Cynda Rushton is a professor at the Johns Hopkins School of Nursing and Berman Institute of Bioethics and an international leader in nursing ethics. Below she discusses the conditions and decisions nurses encounter every day while wrestling with the massive health care challenges posed by the new coronavirus.
How has nursing changed as we confront the COVID-19 pandemic?
Nurses’ roles are now more important than ever. Nurses are often the last thread of compassion for patients. They’re the ones doing the screenings, taking care of the critically ill, implementing triage protocols, communicating to families and attending to the dying. Nurses in every role are impacted. They’re being asked to work in areas of the hospital that aren’t their normal specialty. They’re providing telehealth consultations. They’re redeploying to learn new skills and take new roles. They’re making triage plans operational. We’ve had to reallocate our resources in profound ways, and nurses are innovating and leading in the midst of the crisis.
From an ethical standpoint, what new challenges do nurses face?

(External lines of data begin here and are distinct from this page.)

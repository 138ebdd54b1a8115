use crate::config::{DiscoveryConfig, NormalizerConfig};
use crate::discovery::discover;
use crate::file::{failure_report, FileNormalizer};
use crate::rules::RuleEngine;
use crate::types::{BatchReport, FileReport, WriteMode};
use chrono::Utc;
use crossbeam_channel::unbounded;
use std::path::PathBuf;
use std::sync::atomic::{AtomicBool, AtomicUsize, Ordering};
use std::sync::Arc;
use std::thread;

/// Shared flag that stops workers from picking up further files.
/// Files already being processed finish normally.
#[derive(Debug, Clone, Default)]
pub struct CancelHandle(Arc<AtomicBool>);

impl CancelHandle {
    pub fn cancel(&self) {
        self.0.store(true, Ordering::SeqCst);
    }

    pub fn is_cancelled(&self) -> bool {
        self.0.load(Ordering::SeqCst)
    }
}

/// Runs the file boundary over many files with a bounded worker pool.
/// Files are independent; one file's failure never stops the others.
pub struct BatchProcessor {
    engine: RuleEngine,
    mode: WriteMode,
    workers: usize,
    cancel: CancelHandle,
}

impl BatchProcessor {
    pub fn new(config: &NormalizerConfig, mode: WriteMode) -> Self {
        Self::with_engine(RuleEngine::from_config(config), mode).workers(config.workers)
    }

    pub fn with_engine(engine: RuleEngine, mode: WriteMode) -> Self {
        Self {
            engine,
            mode,
            workers: 0,
            cancel: CancelHandle::default(),
        }
    }

    /// Worker thread count; 0 picks the machine's available parallelism
    pub fn workers(mut self, workers: usize) -> Self {
        self.workers = workers;
        self
    }

    pub fn cancel_handle(&self) -> CancelHandle {
        self.cancel.clone()
    }

    /// Discover Markdown files under `inputs`, then process them
    pub fn process_paths(&self, inputs: &[PathBuf], discovery: &DiscoveryConfig) -> BatchReport {
        let started_at = Utc::now();
        let found = discover(inputs, discovery);
        tracing::debug!("discovered {} files", found.files.len());

        let (mut reports, skipped) = self.run_pool(found.files);
        reports.extend(found.errors.iter().map(|(path, err)| failure_report(path, err)));
        BatchReport::new(self.mode, started_at, reports, skipped)
    }

    pub fn process_files(&self, files: Vec<PathBuf>) -> BatchReport {
        let started_at = Utc::now();
        let (reports, skipped) = self.run_pool(files);
        BatchReport::new(self.mode, started_at, reports, skipped)
    }

    fn effective_workers(&self, jobs: usize) -> usize {
        let wanted = if self.workers == 0 {
            thread::available_parallelism().map(|n| n.get()).unwrap_or(1)
        } else {
            self.workers
        };
        wanted.clamp(1, jobs.max(1))
    }

    /// Returns per-file reports (unordered) and the number of files left
    /// unprocessed because of cancellation.
    fn run_pool(&self, files: Vec<PathBuf>) -> (Vec<FileReport>, usize) {
        if files.is_empty() {
            return (Vec::new(), 0);
        }

        let workers = self.effective_workers(files.len());
        let (job_tx, job_rx) = unbounded::<PathBuf>();
        let (report_tx, report_rx) = unbounded::<FileReport>();
        for file in files {
            // receiver is alive for the whole scope
            let _ = job_tx.send(file);
        }
        drop(job_tx);

        let skipped = AtomicUsize::new(0);
        let normalizer = FileNormalizer::new(&self.engine);

        thread::scope(|scope| {
            for _ in 0..workers {
                let job_rx = job_rx.clone();
                let report_tx = report_tx.clone();
                let normalizer = &normalizer;
                let skipped = &skipped;
                let cancel = &self.cancel;
                let mode = self.mode;
                scope.spawn(move || {
                    for path in job_rx.iter() {
                        if cancel.is_cancelled() {
                            skipped.fetch_add(1, Ordering::Relaxed);
                            continue;
                        }
                        let _ = report_tx.send(normalizer.normalize_file(&path, mode));
                    }
                });
            }
        });
        drop(report_tx);

        let skipped = skipped.into_inner();
        if skipped > 0 {
            tracing::warn!("cancelled with {skipped} files left unprocessed");
        }
        (report_rx.iter().collect(), skipped)
    }
}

For nurses, our ethical framework has focused on the well-being of individual patients. Historically, we made decisions based on a patient’s preferences and values. As the pandemic worsens, we will need to make these decisions using triage protocols. We have to rethink our ethical perspective to maximize the good for more people and minimize the harm, so people most likely to benefit from scarce resources receive them.
That shift leaves nurses feeling like they’re abandoning their individual patients. They’re not able to provide their usual level of care. The gap between what they can do and what they believe they should do creates moral distress, a sense that they’re compromising their integrity.

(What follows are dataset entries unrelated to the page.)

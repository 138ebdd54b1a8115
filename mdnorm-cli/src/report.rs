// Rendering of batch results for the terminal.

use mdnorm_core::{BatchReport, FileReport, WriteMode};
use std::fmt::Write as _;
use std::str::FromStr;

#[derive(Debug, Clone, Copy, PartialEq, Eq)]
pub enum OutputFormat {
    Text,
    Json,
}

impl FromStr for OutputFormat {
    type Err = String;

    fn from_str(s: &str) -> Result<Self, Self::Err> {
        match s.to_ascii_lowercase().as_str() {
            "text" => Ok(OutputFormat::Text),
            "json" => Ok(OutputFormat::Json),
            other => Err(format!("unknown output format '{other}' (expected text or json)")),
        }
    }
}

pub fn render(report: &BatchReport, format: OutputFormat, quiet: bool) -> anyhow::Result<String> {
    match format {
        OutputFormat::Json => Ok(report.to_json()?),
        OutputFormat::Text => Ok(render_text(report, quiet)),
    }
}

/// One line per changed or failed file, then a summary.
/// Quiet mode keeps only failures and the summary.
pub fn render_text(report: &BatchReport, quiet: bool) -> String {
    let mut out = String::new();

    for file in &report.files {
        if let Some(line) = file_line(file, report.mode, quiet) {
            let _ = writeln!(out, "{line}");
        }
    }

    let verb = match report.mode {
        WriteMode::Write => "changed",
        WriteMode::Check => "would change",
    };
    let elapsed = (report.finished_at - report.started_at).num_milliseconds();
    let icon = if report.success() { "✅" } else { "❌" };
    let _ = writeln!(
        out,
        "{icon} {}/{} files {verb} ({elapsed} ms)",
        report.changed, report.scanned
    );
    if report.failed > 0 {
        let _ = writeln!(out, "⚠️  {} files failed", report.failed);
    }
    if report.skipped > 0 {
        let _ = writeln!(out, "⏹️  {} files skipped after cancellation", report.skipped);
    }
    out
}

fn file_line(file: &FileReport, mode: WriteMode, quiet: bool) -> Option<String> {
    let path = file.path.display();
    if let Some(err) = &file.error {
        let mut line = format!("❌ {path}: {} ({})", err.message, err.kind);
        if !err.suspected_rules.is_empty() {
            let _ = write!(line, " [suspects: {}]", err.suspected_rules.join(", "));
        }
        return Some(line);
    }
    if !file.changed || quiet {
        return None;
    }
    let icon = match mode {
        WriteMode::Write => "📝",
        WriteMode::Check => "🔍",
    };
    Some(format!("{icon} {path} [{}]", file.applied_rules.join(", ")))
}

In the midst of this crisis, we have to reconsider what fairness and justice means, and to recalibrate our ethical obligations in response to the severe conditions.
What exactly are those obligations?
They’re very complex. Nurses always have obligations to the patient in front of them, but the pandemic imposes so many limitations. We can’t say, “Whatever you prefer is available,” but we can say, “Here’s how I’m able to help you with the resources we have.” It might be that I can offer my knowledge and skills to relieve your symptoms and help you make decisions, or simply listen to your fears and concerns.

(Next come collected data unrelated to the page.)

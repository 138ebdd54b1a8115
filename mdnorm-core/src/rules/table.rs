use super::engine::Rule;
use super::lines::{LineKind, Lines, TABLE_PATTERN};
use crate::types::RuleCategory;

/// A run of `|` lines is a table; it gets a blank line on both sides.
pub struct TableBlankLineEnsure;

impl Rule for TableBlankLineEnsure {
    fn id(&self) -> &str {
        "TableBlankLineEnsure"
    }

    fn category(&self) -> RuleCategory {
        RuleCategory::Table
    }

    fn pattern(&self) -> &str {
        TABLE_PATTERN
    }

    fn apply(&self, text: &str) -> String {
        let doc = Lines::split(text);
        let kinds = doc.kinds();
        let mut gaps = vec![false; kinds.len()];

        for i in 1..kinds.len() {
            let (prev, cur) = (kinds[i - 1], kinds[i]);
            if prev.is_blank() || cur.is_blank() {
                continue;
            }
            let opens = cur == LineKind::TableRow && prev != LineKind::TableRow;
            let closes = prev == LineKind::TableRow && cur != LineKind::TableRow;
            gaps[i] = opens || closes;
        }

        doc.with_gaps(&gaps)
    }
}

At the same time, nurses have to consider how we can benefit more people. This often means making room for sicker patients by discharging patients who we would admit under other circumstances. We have to make moment-to-moment decisions on how to use equipment, medications and resources when there aren’t enough for everyone.
What obligations do nurses have to themselves and their own families?
We always begin with patients as our first priority in our professional ethical framework. That doesn’t mean we don’t have obligations to our own well-being and families. Nurses are grappling with questions like, “Am I potentially causing harm to my family by coming home from work every day?” and “How do I balance the needs of my loved ones with the endless needs of patients?”
The stakes are very high, and unfortunately, there are no good answers. Part of being able to find integrity here is accepting the reality of our current situation and living with uncertainty — acknowledging we’re making decisions under constrained and difficult circumstances. We must continue to use our voices to advocate for systemic changes that the pandemic reveals and to stand together to find solutions that are aligned with our professional values.